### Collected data
----------

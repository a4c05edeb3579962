//! Notation-rendering backend seam and a text outline engraver

use std::fmt::Write as _;

#[derive(Debug, Clone, PartialEq, Eq, thiserror::Error)]
#[error("{0}")]
pub struct NotationError(pub String);

/// Rendered representation of a score
#[derive(Clone, Debug, PartialEq, Eq)]
pub struct NotationOutput {
    pub title: Option<String>,
    pub text: String,
}

/// Loads validated markup, then lays it out.
///
/// `load` must be called before `render`; errors carry human-readable
/// messages suitable for showing in place of the output.
pub trait NotationBackend: Send {
    fn load(&mut self, markup: &str) -> Result<(), NotationError>;
    fn render(&mut self) -> Result<NotationOutput, NotationError>;
}

#[derive(Clone, Debug, Default, PartialEq, Eq)]
struct PartOutline {
    id: String,
    name: String,
    measures: usize,
    notes: usize,
    rests: usize,
}

#[derive(Clone, Debug, Default)]
struct ScoreOutline {
    title: Option<String>,
    composer: Option<String>,
    parts: Vec<PartOutline>,
}

/// Text engraver: lists title, composer and per-part measure/note counts.
/// Good enough for a terminal surface.
#[derive(Debug, Default)]
pub struct OutlineBackend {
    outline: Option<ScoreOutline>,
}

impl OutlineBackend {
    #[must_use]
    pub fn new() -> Self {
        Self::default()
    }
}

impl NotationBackend for OutlineBackend {
    fn load(&mut self, markup: &str) -> Result<(), NotationError> {
        self.outline = None;
        let options = roxmltree::ParsingOptions {
            allow_dtd: true,
            ..roxmltree::ParsingOptions::default()
        };
        let doc = roxmltree::Document::parse_with_options(markup.trim_start(), options)
            .map_err(|e| NotationError(format!("Could not read score: {e}")))?;
        let root = doc.root_element();

        let text_of = |name: &str| {
            root.descendants()
                .find(|n| n.has_tag_name(name))
                .and_then(|n| n.text())
                .map(|t| t.trim().to_string())
                .filter(|t| !t.is_empty())
        };
        let title = text_of("work-title").or_else(|| text_of("movement-title"));
        let composer = root
            .descendants()
            .filter(|n| n.has_tag_name("creator"))
            .find(|n| n.attribute("type") == Some("composer"))
            .and_then(|n| n.text())
            .map(|t| t.trim().to_string());

        let mut parts: Vec<PartOutline> = root
            .descendants()
            .filter(|n| n.has_tag_name("score-part"))
            .map(|n| PartOutline {
                id: n.attribute("id").unwrap_or_default().to_string(),
                name: n
                    .children()
                    .find(|c| c.has_tag_name("part-name"))
                    .and_then(|c| c.text())
                    .map(|t| t.trim().to_string())
                    .unwrap_or_default(),
                ..PartOutline::default()
            })
            .collect();

        if root.has_tag_name("score-partwise") {
            for part in root.children().filter(|n| n.has_tag_name("part")) {
                let id = part.attribute("id").unwrap_or_default();
                let outline = part_entry(&mut parts, id);
                for measure in part.children().filter(|n| n.has_tag_name("measure")) {
                    outline.measures += 1;
                    count_notes(measure, outline);
                }
            }
        } else {
            // timewise: measures contain parts
            for measure in root.children().filter(|n| n.has_tag_name("measure")) {
                for part in measure.children().filter(|n| n.has_tag_name("part")) {
                    let id = part.attribute("id").unwrap_or_default();
                    let outline = part_entry(&mut parts, id);
                    outline.measures += 1;
                    count_notes(part, outline);
                }
            }
        }

        if parts.is_empty() {
            return Err(NotationError("Score has no parts".to_string()));
        }

        self.outline = Some(ScoreOutline {
            title,
            composer,
            parts,
        });
        Ok(())
    }

    fn render(&mut self) -> Result<NotationOutput, NotationError> {
        let outline = self
            .outline
            .as_ref()
            .ok_or_else(|| NotationError("No score loaded".to_string()))?;

        let mut text = String::new();
        let _ = writeln!(
            text,
            "{}",
            outline.title.as_deref().unwrap_or("Untitled score")
        );
        if let Some(composer) = &outline.composer {
            let _ = writeln!(text, "by {composer}");
        }
        for part in &outline.parts {
            let label = if part.name.is_empty() {
                part.id.as_str()
            } else {
                part.name.as_str()
            };
            let _ = writeln!(
                text,
                "  {label}: {} measures, {} notes, {} rests",
                part.measures, part.notes, part.rests
            );
        }

        Ok(NotationOutput {
            title: outline.title.clone(),
            text,
        })
    }
}

fn part_entry<'a>(parts: &'a mut Vec<PartOutline>, id: &str) -> &'a mut PartOutline {
    let index = match parts.iter().position(|p| p.id == id) {
        Some(index) => index,
        None => {
            parts.push(PartOutline {
                id: id.to_string(),
                ..PartOutline::default()
            });
            parts.len() - 1
        }
    };
    &mut parts[index]
}

fn count_notes(container: roxmltree::Node<'_, '_>, outline: &mut PartOutline) {
    for note in container.children().filter(|n| n.has_tag_name("note")) {
        if note.children().any(|c| c.has_tag_name("rest")) {
            outline.rests += 1;
        } else {
            outline.notes += 1;
        }
    }
}

#[cfg(test)]
mod tests {
    use super::*;

    const PARTWISE: &str = r#"<score-partwise version="4.0">
  <work><work-title>Minuet</work-title></work>
  <identification><creator type="composer">Petzold</creator></identification>
  <part-list><score-part id="P1"><part-name>Piano</part-name></score-part></part-list>
  <part id="P1">
    <measure number="1"><note><pitch/><duration>4</duration></note><note><rest/></note></measure>
    <measure number="2"><note><pitch/><duration>4</duration></note></measure>
  </part>
</score-partwise>"#;

    #[test]
    fn outlines_partwise_score() {
        let mut backend = OutlineBackend::new();
        backend.load(PARTWISE).unwrap();
        let output = backend.render().unwrap();

        assert_eq!(output.title.as_deref(), Some("Minuet"));
        assert!(output.text.contains("by Petzold"));
        assert!(output.text.contains("Piano: 2 measures, 2 notes, 1 rests"));
    }

    #[test]
    fn outlines_timewise_score() {
        let text = r#"<score-timewise>
  <part-list><score-part id="P1"/></part-list>
  <measure number="1"><part id="P1"><note/><note/></part></measure>
</score-timewise>"#;
        let mut backend = OutlineBackend::new();
        backend.load(text).unwrap();
        let output = backend.render().unwrap();
        assert!(output.text.starts_with("Untitled score"));
        assert!(output.text.contains("P1: 1 measures, 2 notes, 0 rests"));
    }

    #[test]
    fn render_before_load_fails() {
        assert_eq!(
            OutlineBackend::new().render().unwrap_err(),
            NotationError("No score loaded".to_string())
        );
    }

    #[test]
    fn score_without_parts_is_rejected() {
        let mut backend = OutlineBackend::new();
        let err = backend.load("<score-partwise/>").unwrap_err();
        assert!(err.0.contains("no parts"));
    }
}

----------

Go through the data and copy each line exactly as it reads.

### Answer below
repository a4c05edeb3579962
//! Notation-rendering backend seam and a text outline engraver

use std::fmt::Write as _;

#[derive(Debug, Clone, PartialEq, Eq, thiserror::Error)]
#[error("{0}")]
pub struct NotationError(pub String);

/// Rendered representation of a score
#[derive(Clone, Debug, PartialEq, Eq)]
pub struct NotationOutput {
    pub title: Option<String>,
    pub text: String,
}

/// Loads validated markup, then lays it out.
///
/// `load` must be called before `render`; errors carry human-readable
/// messages suitable for showing in place of the output.
pub trait NotationBackend: Send {
    fn load(&mut self, markup: &str) -> Result<(), NotationError>;
    fn render(&mut self) -> Result<NotationOutput, NotationError>;
}

#[derive(Clone, Debug, Default, PartialEq, Eq)]
struct PartOutline {
    id: String,
    name: String,
    measures: usize,
    notes: usize,
    rests: usize,
}

#[derive(Clone, Debug, Default)]
struct ScoreOutline {
    title: Option<String>,
    composer: Option<String>,
    parts: Vec<PartOutline>,
}

/// Text engraver: lists title, composer and per-part measure/note counts.
/// Good enough for a terminal surface.
#[derive(Debug, Default)]
pub struct OutlineBackend {
    outline: Option<ScoreOutline>,
}

impl OutlineBackend {
    #[must_use]
    pub fn new() -> Self {
        Self::default()
    }
}

impl NotationBackend for OutlineBackend {
    fn load(&mut self, markup: &str) -> Result<(), NotationError> {
        self.outline = None;
        let options = roxmltree::ParsingOptions {
            allow_dtd: true,
            ..roxmltree::ParsingOptions::default()
        };
        let doc = roxmltree::Document::parse_with_options(markup.trim_start(), options)
            .map_err(|e| NotationError(format!("Could not read score: {e}")))?;
        let root = doc.root_element();

        let text_of = |name: &str| {
            root.descendants()
                .find(|n| n.has_tag_name(name))
                .and_then(|n| n.text())
                .map(|t| t.trim().to_string())
                .filter(|t| !t.is_empty())
        };
        let title = text_of("work-title").or_else(|| text_of("movement-title"));
        let composer = root
            .descendants()
            .filter(|n| n.has_tag_name("creator"))
            .find(|n| n.attribute("type") == Some("composer"))
            .and_then(|n| n.text())
            .map(|t| t.trim().to_string());

        let mut parts: Vec<PartOutline> = root
            .descendants()
            .filter(|n| n.has_tag_name("score-part"))
            .map(|n| PartOutline {
                id: n.attribute("id").unwrap_or_default().to_string(),
                name: n
                    .children()
                    .find(|c| c.has_tag_name("part-name"))
                    .and_then(|c| c.text())
                    .map(|t| t.trim().to_string())
                    .unwrap_or_default(),
                ..PartOutline::default()
            })
            .collect();

        if root.has_tag_name("score-partwise") {
            for part in root.children().filter(|n| n.has_tag_name("part")) {
                let id = part.attribute("id").unwrap_or_default();
                let outline = part_entry(&mut parts, id);
                for measure in part.children().filter(|n| n.has_tag_name("measure")) {
                    outline.measures += 1;
                    count_notes(measure, outline);
                }
            }
        } else {
            // timewise: measures contain parts
            for measure in root.children().filter(|n| n.has_tag_name("measure")) {
                for part in measure.children().filter(|n| n.has_tag_name("part")) {
                    let id = part.attribute("id").unwrap_or_default();
                    let outline = part_entry(&mut parts, id);
                    outline.measures += 1;
                    count_notes(part, outline);
                }
            }
        }

        if parts.is_empty() {
            return Err(NotationError("Score has no parts".to_string()));
        }

        self.outline = Some(ScoreOutline {
            title,
            composer,
            parts,
        });
        Ok(())
    }

    fn render(&mut self) -> Result<NotationOutput, NotationError> {
        let outline = self
            .outline
            .as_ref()
            .ok_or_else(|| NotationError("No score loaded".to_string()))?;

        let mut text = String::new();
        let _ = writeln!(
            text,
            "{}",
            outline.title.as_deref().unwrap_or("Untitled score")
        );
        if let Some(composer) = &outline.composer {
            let _ = writeln!(text, "by {composer}");
        }
        for part in &outline.parts {
            let label = if part.name.is_empty() {
                part.id.as_str()
            } else {
                part.name.as_str()
            };
            let _ = writeln!(
                text,
                "  {label}: {} measures, {} notes, {} rests",
                part.measures, part.notes, part.rests
            );
        }

        Ok(NotationOutput {
            title: outline.title.clone(),
            text,
        })
    }
}

fn part_entry<'a>(parts: &'a mut Vec<PartOutline>, id: &str) -> &'a mut PartOutline {
    let index = match parts.iter().position(|p| p.id == id) {
        Some(index) => index,
        None => {
            parts.push(PartOutline {
                id: id.to_string(),
                ..PartOutline::default()
            });
            parts.len() - 1
        }
    };
    &mut parts[index]
}

fn count_notes(container: roxmltree::Node<'_, '_>, outline: &mut PartOutline) {
    for note in container.children().filter(|n| n.has_tag_name("note")) {
        if note.children().any(|c| c.has_tag_name("rest")) {
            outline.rests += 1;
        } else {
            outline.notes += 1;
        }
    }
}

#[cfg(test)]
mod tests {
    use super::*;

    const PARTWISE: &str = r#"<score-partwise version="4.0">
  <work><work-title>Minuet</work-title></work>
  <identification><creator type="composer">Petzold</creator></identification>
  <part-list><score-part id="P1"><part-name>Piano</part-name></score-part></part-list>
  <part id="P1">
    <measure number="1"><note><pitch/><duration>4</duration></note><note><rest/></note></measure>
    <measure number="2"><note><pitch/><duration>4</duration></note></measure>
  </part>
</score-partwise>"#;

    #[test]
    fn outlines_partwise_score() {
        let mut backend = OutlineBackend::new();
        backend.load(PARTWISE).unwrap();
        let output = backend.render().unwrap();

        assert_eq!(output.title.as_deref(), Some("Minuet"));
        assert!(output.text.contains("by Petzold"));
        assert!(output.text.contains("Piano: 2 measures, 2 notes, 1 rests"));
    }

    #[test]
    fn outlines_timewise_score() {
        let text = r#"<score-timewise>
  <part-list><score-part id="P1"/></part-list>
  <measure number="1"><part id="P1"><note/><note/></part></measure>
</score-timewise>"#;
        let mut backend = OutlineBackend::new();
        backend.load(text).unwrap();
        let output = backend.render().unwrap();
        assert!(output.text.starts_with("Untitled score"));
        assert!(output.text.contains("P1: 1 measures, 2 notes, 0 rests"));
    }

    #[test]
    fn render_before_load_fails() {
        assert_eq!(
            OutlineBackend::new().render().unwrap_err(),
            NotationError("No score loaded".to_string())
        );
    }

    #[test]
    fn score_without_parts_is_rejected() {
        let mut backend = OutlineBackend::new();
        let err = backend.load("<score-partwise/>").unwrap_err();
        assert!(err.0.contains("no parts"));
    }
}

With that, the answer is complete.